# [What you need to do]
Give back exactly the lines of the entries below from the line with "event = event.event(name);" to the line with "has already dropped.", inclusive, and only those.

=== Data records ===

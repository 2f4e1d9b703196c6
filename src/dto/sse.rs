//! Payloads carried over the SSE push channel.

use serde::Serialize;
use utoipa::ToSchema;
use uuid::Uuid;

use crate::dto::scoreboard::TeamStanding;

#[derive(Clone, Debug)]
/// Dispatched payload carried to every registered viewer.
pub struct ServerEvent {
    /// SSE event name, when the event is named.
    pub event: Option<String>,
    /// Pre-serialized SSE data field.
    pub data: String,
}

impl ServerEvent {
    /// Convenience wrapper that serialises `payload` into the SSE data field.
    pub fn json<E, T>(event: E, payload: &T) -> serde_json::Result<Self>
    where
        E: Into<Option<String>>,
        T: Serialize,
    {
        Ok(Self {
            event: event.into(),
            data: serde_json::to_string(payload)?,
        })
    }
}

/// Broadcast after every point mutation with the freshly recomputed total.
#[derive(Debug, Serialize, ToSchema)]
#[serde(rename_all = "camelCase")]
pub struct ScoreUpdateEvent {
    /// Team whose score changed.
    pub team_id: Uuid,
    /// Round the change belongs to.
    pub round_id: Uuid,
    /// New total for the (team, round) score.
    pub points: i64,
    /// Raw count just applied; present for adds only, so viewers can show
    /// a transient "+N / -N" annotation distinct from the running total.
    #[serde(skip_serializing_if = "Option::is_none")]
    pub count: Option<i32>,
}

/// Broadcast after a visibility change with the full standings list.
#[derive(Debug, Serialize, ToSchema)]
pub struct TeamsUpdateEvent {
    /// Every team with its current hidden flag and totals.
    pub teams: Vec<TeamStanding>,
}
//! Wire types shared by the REST surface and the SSE push channel.

use std::time::SystemTime;
use time::{OffsetDateTime, format_description::well_known::Rfc3339};

pub mod admin;
pub mod health;
pub mod scoreboard;
pub mod sse;
pub mod validation;

/// Render a timestamp as RFC 3339 for JSON payloads.
pub fn format_system_time(time: SystemTime) -> String {
    OffsetDateTime::from(time)
        .format(&Rfc3339)
        .unwrap_or_else(|_| "invalid-timestamp".into())
}
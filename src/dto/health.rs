use serde::Serialize;
use utoipa::ToSchema;

/// Health response returned by the `/healthcheck` route.
#[derive(Debug, Serialize, ToSchema)]
pub struct HealthResponse {
    /// Health status ("ok" or "degraded").
    pub status: String,
    /// Number of currently connected scoreboard viewers.
    pub viewers: usize,
}

impl HealthResponse {
    /// Create a health response indicating the system is operational.
    pub fn ok(viewers: usize) -> Self {
        Self {
            status: "ok".to_string(),
            viewers,
        }
    }

    /// Create a health response indicating the system is in degraded mode.
    pub fn degraded(viewers: usize) -> Self {
        Self {
            status: "degraded".to_string(),
            viewers,
        }
    }
}
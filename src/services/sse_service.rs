//! Conversion between the viewer registry and axum SSE responses.

use std::{convert::Infallible, time::Duration};

use axum::response::sse::{Event, KeepAlive, Sse};
use futures::Stream;
use tokio::sync::mpsc;
use tokio_stream::wrappers::ReceiverStream;
use uuid::Uuid;

use crate::{dto::sse::ServerEvent, state::SharedState};

/// Register a new viewer on the shared registry.
pub fn subscribe(state: &SharedState) -> (Uuid, mpsc::Receiver<ServerEvent>) {
    state.viewers().register()
}

/// Convert a viewer's receiver into an SSE response, forwarding events and
/// unregistering the viewer once the client disconnects.
pub fn to_sse_stream(
    state: SharedState,
    viewer_id: Uuid,
    mut receiver: mpsc::Receiver<ServerEvent>,
) -> Sse<impl Stream<Item = Result<Event, Infallible>>> {
    // small bounded channel between forwarder and response
    let (tx, rx) = mpsc::channel::<Result<Event, Infallible>>(8);

    // forwarder task: reads from the registry channel and pushes into mpsc
    tokio::spawn(async move {
        loop {
            tokio::select! {
                _ = tx.closed() => break,
                received = receiver.recv() => {
                    // `None` means the registry shut the connection down.
                    let Some(payload) = received else { break };

                    let mut event = Event::default().data(payload.data);
                    if let Some(name) = payload.event {
                        event = event.event(name);
                    }

                    if tx.send(Ok(event)).await.is_err() {
                        break;
                    }
                }
            }
        }

        // Own the state clone inside the spawned task so the registry entry
        // goes away even if the request context has already dropped.
        state.viewers().unregister(viewer_id);
        tracing::info!(%viewer_id, "scoreboard SSE stream disconnected");
    });

    // response stream reads from mpsc; when client disconnects axum drops this stream
    let stream = ReceiverStream::new(rx);
    Sse::new(stream).keep_alive(
        KeepAlive::new()
            .interval(Duration::from_secs(15))
            .text("keep-alive"),
    )
}
use tracing::warn;

use crate::{dto::health::HealthResponse, state::SharedState};

/// Respond with the current health payload while logging connectivity issues.
pub async fn health_status(state: &SharedState) -> HealthResponse {
    match state.require_score_store().await {
        Ok(store) => {
            if let Err(err) = store.health_check().await {
                warn!(error = %err, "storage health check failed");
            }
        }
        Err(_) => warn!("storage unavailable (degraded mode)"),
    }

    let viewers = state.viewers().connected();
    if state.is_degraded().await {
        HealthResponse::degraded(viewers)
    } else {
        HealthResponse::ok(viewers)
    }
}
use mongodb::options::ClientOptions;

use super::error::{MongoDaoError, MongoResult};

const DEFAULT_DB: &str = "scoreboard";

/// Runtime configuration describing how to connect to MongoDB.
#[derive(Clone)]
pub struct MongoConfig {
    /// Parsed driver options.
    pub options: ClientOptions,
    /// Database holding the scoreboard collections.
    pub database_name: String,
}

impl MongoConfig {
    /// Parse a configuration from an explicit URI and optional database name.
    pub async fn from_uri(uri: &str, db_name: Option<&str>) -> MongoResult<Self> {
        let database_name = db_name.unwrap_or(DEFAULT_DB).to_owned();
        let options =
            ClientOptions::parse(uri)
                .await
                .map_err(|source| MongoDaoError::InvalidUri {
                    uri: uri.to_owned(),
                    source,
                })?;

        Ok(Self {
            options,
            database_name,
        })
    }

    /// Build a configuration by reading the expected environment variables.
    pub async fn from_env() -> MongoResult<Self> {
        let uri = std::env::var("MONGO_URI")
            .map_err(|_| MongoDaoError::MissingEnvVar { var: "MONGO_URI" })?;
        let db = std::env::var("MONGO_DB").ok();
        Self::from_uri(&uri, db.as_deref()).await
    }
}
impl CouchScoreStore {
    /// Establish a connection to CouchDB and ensure the database exists.
    pub async fn connect(config: CouchConfig) -> CouchResult<Self> {
        let client = Client::builder()
            .build()
            .map_err(|source| CouchDaoError::ClientBuilder { source })?;

        let base_url = Arc::<str>::from(config.base_url.trim_end_matches('/'));
        let database = Arc::<str>::from(config.database);
        let auth = config
            .username
            .zip(config.password)
            .map(|(u, p)| (Arc::<str>::from(u), Arc::<str>::from(p)));

        let store = Self {
            client,
            base_url,
            database,
            auth,
        };

        store.ensure_database().await?;
        Ok(store)
    }

    fn request(&self, method: Method, path: &str) -> reqwest::RequestBuilder {
        let url = format!("{}/{}/{}", self.base_url, self.database, path);
        let builder = self.client.request(method, url);
        if let Some((ref user, ref pass)) = self.auth {
            builder.basic_auth(user.as_ref(), Some(pass.as_ref()))
        } else {
            builder
        }
    }

    async fn ensure_database(&self) -> CouchResult<()> {
        let database = self.database.to_string();
        let url = format!("{}/{}", self.base_url, self.database);
        let mut builder = self.client.get(&url);
        if let Some((ref user, ref pass)) = self.auth {
            builder = builder.basic_auth(user.as_ref(), Some(pass.as_ref()));
        }

        let response = builder
            .send()
            .await
            .map_err(|source| CouchDaoError::DatabaseQuery {
                database: database.clone(),
                source,
            })?;

        match response.status() {
            StatusCode::OK => Ok(()),
            StatusCode::NOT_FOUND => {
                let mut builder = self.client.put(&url);
                if let Some((ref user, ref pass)) = self.auth {
                    builder = builder.basic_auth(user.as_ref(), Some(pass.as_ref()));
                }
                let create =
                    builder
                        .send()
                        .await
                        .map_err(|source| CouchDaoError::DatabaseCreate {
                            database: database.clone(),
                            source,
                        })?;
                if create.status().is_success() {
                    Ok(())
                } else {
                    Err(CouchDaoError::DatabaseStatus {
                        database,
                        status: create.status(),
                    })
                }
            }
            other => Err(CouchDaoError::DatabaseStatus {
                database,
                status: other,
            }),
        }
    }

    async fn get_document<T>(&self, doc_id: &str) -> CouchResult<Option<T>>
    where
        T: DeserializeOwned,
    {
        let response = self
            .request(Method::GET, doc_id)
            .send()
            .await
            .map_err(|source| CouchDaoError::RequestSend {
                path: doc_id.to_string(),
                source,
            })?;

        match response.status() {
            StatusCode::NOT_FOUND => Ok(None),
            status if status.is_success() => {
                response.json::<T>().await.map(Some).map_err(|source| {
                    CouchDaoError::DecodeResponse {
                        path: doc_id.to_string(),
                        source,
                    }
                })
            }
            other => Err(CouchDaoError::RequestStatus {
                path: doc_id.to_string(),
                status: other,
            }),
        }
    }

    async fn put_document<T>(&self, doc_id: &str, document: &T) -> CouchResult<()>
    where
        T: ?Sized + Serialize,
    {
        let response = self
            .request(Method::PUT, doc_id)
            .json(document)
            .send()
            .await
            .map_err(|source| CouchDaoError::RequestSend {
                path: doc_id.to_string(),
                source,
            })?;

        if response.status().is_success() {
            Ok(())
        } else {
            Err(CouchDaoError::RequestStatus {
                path: doc_id.to_string(),
                status: response.status(),
            })
        }
    }

    async fn delete_document(&self, doc_id: &str, rev: &str) -> CouchResult<()> {
        let response = self
            .request(Method::DELETE, doc_id)
            .query(&[("rev", rev)])
            .send()
            .await
            .map_err(|source| CouchDaoError::RequestSend {
                path: doc_id.to_string(),
                source,
            })?;

        if response.status().is_success() {
            Ok(())
        } else {
            Err(CouchDaoError::RequestStatus {
                path: doc_id.to_string(),
                status: response.status(),
            })
        }
    }

    async fn list_documents<T>(&self, prefix: &str) -> CouchResult<Vec<T>>
    where
        T: DeserializeOwned,
    {
        const ALL_DOCS: &str = "_all_docs";
        let query = [
            ("include_docs", "true".to_string()),
            ("startkey", format!("\"{}\"", prefix)),
            ("endkey", format!("\"{}{}\"", prefix, END_SUFFIX)),
        ];

        let response = self
            .request(Method::GET, ALL_DOCS)
            .query(&query)
            .send()
            .await
            .map_err(|source| CouchDaoError::RequestSend {
                path: ALL_DOCS.to_string(),
                source,
            })?;

        if !response.status().is_success() {
            return Err(CouchDaoError::RequestStatus {
                path: ALL_DOCS.to_string(),
                status: response.status(),
            });
        }

        let payload = response.json::<AllDocsResponse>().await.map_err(|source| {
            CouchDaoError::DecodeResponse {
                path: ALL_DOCS.to_string(),
                source,
            }
        })?;

        let mut documents = Vec::new();
        for row in payload.rows {
            if let Some(doc) = row.doc {
                let parsed = from_value(doc).map_err(|source| CouchDaoError::DeserializeValue {
                    path: ALL_DOCS.to_string(),
                    source,
                })?;
                documents.push(parsed);
            }
        }

        Ok(documents)
    }

    async fn list_rounds_inner(&self) -> CouchResult<Vec<RoundEntity>> {
        let docs = self
            .list_documents::<CouchRoundDocument>(ROUND_PREFIX)
            .await?;
        docs.into_iter()
            .map(CouchRoundDocument::try_into_entity)
            .collect()
    }

    async fn list_teams_inner(&self) -> CouchResult<Vec<TeamEntity>> {
        let docs = self.list_documents::<CouchTeamDocument>(TEAM_PREFIX).await?;
        docs.into_iter()
            .map(CouchTeamDocument::try_into_entity)
            .collect()
    }

    async fn list_scores_inner(&self) -> CouchResult<Vec<ScoreEntity>> {
        let docs = self
            .list_documents::<CouchScoreDocument>(SCORE_PREFIX)
            .await?;
        Ok(docs
            .into_iter()
            .map(CouchScoreDocument::into_entity)
            .collect())
    }
}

===

# [Your response]
                        event = event.event(name);
                    }

                    if tx.send(Ok(event)).await.is_err() {
                        break;
                    }
                }
            }
        }

        // Own the state clone inside the spawned task so the registry entry
        // goes away even if the request context has already dropped.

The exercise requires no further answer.